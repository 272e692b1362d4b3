use std::fmt;
use std::str::FromStr;

use chrono::NaiveDateTime;
use serde::{Deserialize, Serialize};
use sqlx::FromRow;

use crate::database::DatabaseError;

#[derive(Debug, Clone, Copy, PartialEq, Eq, Serialize, Deserialize)]
#[serde(rename_all = "UPPERCASE")]
pub enum TrustStatus {
    Active,
    Inactive,
    Suspended,
}

impl TrustStatus {
    pub fn as_str(&self) -> &'static str {
        match self {
            TrustStatus::Active => "ACTIVE",
            TrustStatus::Inactive => "INACTIVE",
            TrustStatus::Suspended => "SUSPENDED",
        }
    }

    pub fn is_active(&self) -> bool {
        matches!(self, TrustStatus::Active)
    }
}

impl fmt::Display for TrustStatus {
    fn fmt(&self, f: &mut fmt::Formatter<'_>) -> fmt::Result {
        f.write_str(self.as_str())
    }
}

impl FromStr for TrustStatus {
    type Err = DatabaseError;

    fn from_str(s: &str) -> Result<Self, Self::Err> {
        match s.trim().to_ascii_uppercase().as_str() {
            "ACTIVE" => Ok(TrustStatus::Active),
            "INACTIVE" => Ok(TrustStatus::Inactive),
            "SUSPENDED" => Ok(TrustStatus::Suspended),
            other => Err(DatabaseError::InvalidRecord(format!("unknown trust status '{}'", other))),
        }
    }
}

/// A row of the system database's `trusts` registry
#[derive(Debug, Clone, PartialEq, Serialize, Deserialize)]
pub struct Trust {
    pub id: i64,
    pub trust_name: String,
    pub trust_code: String,
    pub subdomain: String,
    /// Explicit schema name; derived from the trust code when absent
    pub database_name: Option<String>,
    pub status: TrustStatus,
    pub contact_email: Option<String>,
    pub created_at: NaiveDateTime,
    pub updated_at: NaiveDateTime,
}

/// Raw row as stored; status is a VARCHAR column
#[derive(Debug, FromRow)]
pub struct TrustRow {
    pub id: i64,
    pub trust_name: String,
    pub trust_code: String,
    pub subdomain: String,
    pub database_name: Option<String>,
    pub status: String,
    pub contact_email: Option<String>,
    pub created_at: NaiveDateTime,
    pub updated_at: NaiveDateTime,
}

impl TryFrom<TrustRow> for Trust {
    type Error = DatabaseError;

    fn try_from(row: TrustRow) -> Result<Self, Self::Error> {
        Ok(Trust {
            id: row.id,
            trust_name: row.trust_name,
            trust_code: row.trust_code,
            subdomain: row.subdomain,
            database_name: row.database_name.filter(|name| !name.trim().is_empty()),
            status: row.status.parse()?,
            contact_email: row.contact_email,
            created_at: row.created_at,
            updated_at: row.updated_at,
        })
    }
}

/// Registry entry as written by `erp trust import`
#[derive(Debug, Clone, PartialEq, Serialize, Deserialize)]
pub struct NewTrust {
    pub trust_name: String,
    pub trust_code: String,
    /// Defaults to the trust code
    #[serde(default)]
    pub subdomain: Option<String>,
    #[serde(default)]
    pub database_name: Option<String>,
    #[serde(default = "default_status")]
    pub status: TrustStatus,
    #[serde(default)]
    pub contact_email: Option<String>,
}

fn default_status() -> TrustStatus {
    TrustStatus::Active
}

impl NewTrust {
    pub fn subdomain(&self) -> String {
        self.subdomain
            .clone()
            .unwrap_or_else(|| self.trust_code.clone())
            .to_ascii_lowercase()
    }
}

_What this task involves_: Print the whole listing above exactly, please.

_Answer for the task_:
repository 272e692b1362d4b3
use std::fmt;
use std::str::FromStr;

use chrono::NaiveDateTime;
use serde::{Deserialize, Serialize};
use sqlx::FromRow;

use crate::database::DatabaseError;

#[derive(Debug, Clone, Copy, PartialEq, Eq, Serialize, Deserialize)]
#[serde(rename_all = "UPPERCASE")]
pub enum TrustStatus {
    Active,
    Inactive,
    Suspended,
}

impl TrustStatus {
    pub fn as_str(&self) -> &'static str {
        match self {
            TrustStatus::Active => "ACTIVE",
            TrustStatus::Inactive => "INACTIVE",
            TrustStatus::Suspended => "SUSPENDED",
        }
    }

    pub fn is_active(&self) -> bool {
        matches!(self, TrustStatus::Active)
    }
}

impl fmt::Display for TrustStatus {
    fn fmt(&self, f: &mut fmt::Formatter<'_>) -> fmt::Result {
        f.write_str(self.as_str())
    }
}

impl FromStr for TrustStatus {
    type Err = DatabaseError;

    fn from_str(s: &str) -> Result<Self, Self::Err> {
        match s.trim().to_ascii_uppercase().as_str() {
            "ACTIVE" => Ok(TrustStatus::Active),
            "INACTIVE" => Ok(TrustStatus::Inactive),
            "SUSPENDED" => Ok(TrustStatus::Suspended),
            other => Err(DatabaseError::InvalidRecord(format!("unknown trust status '{}'", other))),
        }
    }
}

/// A row of the system database's `trusts` registry
#[derive(Debug, Clone, PartialEq, Serialize, Deserialize)]
pub struct Trust {
    pub id: i64,
    pub trust_name: String,
    pub trust_code: String,
    pub subdomain: String,
    /// Explicit schema name; derived from the trust code when absent
    pub database_name: Option<String>,
    pub status: TrustStatus,
    pub contact_email: Option<String>,
    pub created_at: NaiveDateTime,
    pub updated_at: NaiveDateTime,
}

/// Raw row as stored; status is a VARCHAR column
#[derive(Debug, FromRow)]
pub struct TrustRow {
    pub id: i64,
    pub trust_name: String,
    pub trust_code: String,
    pub subdomain: String,
    pub database_name: Option<String>,
    pub status: String,
    pub contact_email: Option<String>,
    pub created_at: NaiveDateTime,
    pub updated_at: NaiveDateTime,
}

impl TryFrom<TrustRow> for Trust {
    type Error = DatabaseError;

    fn try_from(row: TrustRow) -> Result<Self, Self::Error> {
        Ok(Trust {
            id: row.id,
            trust_name: row.trust_name,
            trust_code: row.trust_code,
            subdomain: row.subdomain,
            database_name: row.database_name.filter(|name| !name.trim().is_empty()),
            status: row.status.parse()?,
            contact_email: row.contact_email,
            created_at: row.created_at,
            updated_at: row.updated_at,
        })
    }
}

/// Registry entry as written by `erp trust import`
#[derive(Debug, Clone, PartialEq, Serialize, Deserialize)]
pub struct NewTrust {
    pub trust_name: String,
    pub trust_code: String,
    /// Defaults to the trust code
    #[serde(default)]
    pub subdomain: Option<String>,
    #[serde(default)]
    pub database_name: Option<String>,
    #[serde(default = "default_status")]
    pub status: TrustStatus,
    #[serde(default)]
    pub contact_email: Option<String>,
}

fn default_status() -> TrustStatus {
    TrustStatus::Active
}

impl NewTrust {
    pub fn subdomain(&self) -> String {
        self.subdomain
            .clone()
            .unwrap_or_else(|| self.trust_code.clone())
            .to_ascii_lowercase()
    }
}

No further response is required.